Di fronte ad una concezione così sfumata del confine fra bene e male, anche il ruolo canonico dell’antagonista subisce una modifica sostanziale: i mastodontici colossi reagiscono, tentando di uccidere Wander, ma per semplice autodifesa dagli attacchi del giovane. Non ci sono quindi dei veri nemici da affrontare, bensì personaggi ambigui che restano indecifrabili così come di difficile comprensione è la realtà in cui ci muoviamo.
Anche l’ambientazione contribuisce a trasmettere in pieno la sensazione di smarrimento: non c’è nessuno, all’infuori di Wander e dei colossi, a popolare la malinconica piana abbandonata delle Terre Proibite.

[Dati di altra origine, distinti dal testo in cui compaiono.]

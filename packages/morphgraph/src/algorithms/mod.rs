pub mod dijkstra;
pub mod kruskal;
pub mod spanning_tree;


pub use dijkstra::*;
pub use kruskal::*;
pub use spanning_tree::*;

use std::cmp::Ordering;

/// Heap entry ordered by ascending score, so that `BinaryHeap` pops the
/// smallest score first. Equal scores pop the smallest payload first.
#[derive(Copy, Clone, Debug)]
pub(crate) struct MinScored<T>(pub f64, pub T);

impl<T: Ord> PartialEq for MinScored<T> {
    fn eq(&self, other: &Self) -> bool {
        self.cmp(other) == Ordering::Equal
    }
}

impl<T: Ord> Eq for MinScored<T> {}

impl<T: Ord> PartialOrd for MinScored<T> {
    fn partial_cmp(&self, other: &Self) -> Option<Ordering> {
        Some(self.cmp(other))
    }
}

impl<T: Ord> Ord for MinScored<T> {
    fn cmp(&self, other: &Self) -> Ordering {
        other
            .0
            .total_cmp(&self.0)
            .then_with(|| other.1.cmp(&self.1))
    }
}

Solamente ruderi di un’antica civiltà scomparsa, crepacci e rilievi frastagliati spezzano la monotonia di un paesaggio sempre percorso da un alito di vento. Il senso di decadenza e desolazione assale il giocatore a più riprese, nel sentire il rumore degli zoccoli di Agro che si propaga fino ai monti più lontani: a dominare quei luoghi è rimasto il silenzio e tutto finisce per essere smitizzato.
Allo stesso modo, il traguardo da raggiungere non ha niente di solenne ma assume più i connotati della disperata ricerca di una consolazione: in un contesto tipico come quello del videogioco, che mira a ricompensare generosamente il giocatore per gli sforzi fatti nel conseguimento di un determinato obiettivo, “Shadow of the Colossus” si pone in netta controtendenza. Non abbiamo nessuna certezza che la povera Mono venga resuscitata, soltanto il nostro desiderio di scoprire cosa accadrà è il motore del gioco, costantemente alimentato dal fascino che sprigiona ogni piccolo dettaglio.
Non solo di narrazione, però, vive un videogioco ma anche di design e persino qui il confronto con tante altre produzioni risulta impari: l’ambientazione è superba nella studiata semplicità e i colossi si fanno tutti ricordare per la loro caratterizzazione fisica peculiare, restando scolpiti a forza negli occhi dei giocatori; si muovono silenziosi e solenni, sia i grandi che i piccoli, custodi di un segreto che intuiamo essere molto più grande di noi, inquietanti ma al tempo stesso tremendamente poetici. Ogni sfida che ci viene proposta per abbatterli è uno stimolante puzzle alla ricerca dei punti deboli di ciascuno; dovremo aguzzare l’ingegno per capire come poterli eliminare, senza rimetterci la vita. Tali sono gli esempi di quel mirabile design sottrattivo, che è marchio di fabbrica di Ueda.
Alcuni innegabili inciampi tecnici a livello di sistema di controllo, rendono alcune parti a tratti frustranti, ma simili sviste nulla possono di fronte alla magnificenza del prodotto in generale; siamo comunque diverse spanne sopra ad “Ico”, dove a cospirare contro il giocatore contribuiva anche la pessima telecamera ai limiti dell’ingestibile.
A sostenere la produzione ci pensa inoltre una colonna sonora eccelsa, mai invadente e sempre inserita al momento giusto, ricca di brani memorabili.
In conclusione, le tante parole spese qui sopra riescono a rendere ben poca giustizia ad un gioco che ha lasciato un solco profondo nella sua e nelle successive generazioni videoludiche; solo sperimentandolo si potrà avere prova dell’inossidabile valore in esso contenuto. Attraverso il suo lavoro, Fumito Ueda ha dimostrato non solo di aver appreso la lezione miyamotiana della continua alternanza fra densità e rarefazione, ma anche di essere un vero poeta di immagini.
“Shadow of the Colossus” è, a conti fatti, proprio questo: una poesia di sentimenti delicati e commoventi, espressi sottovoce e sussurrati all’orecchio di quei pochi che hanno la voglia di ascoltarli.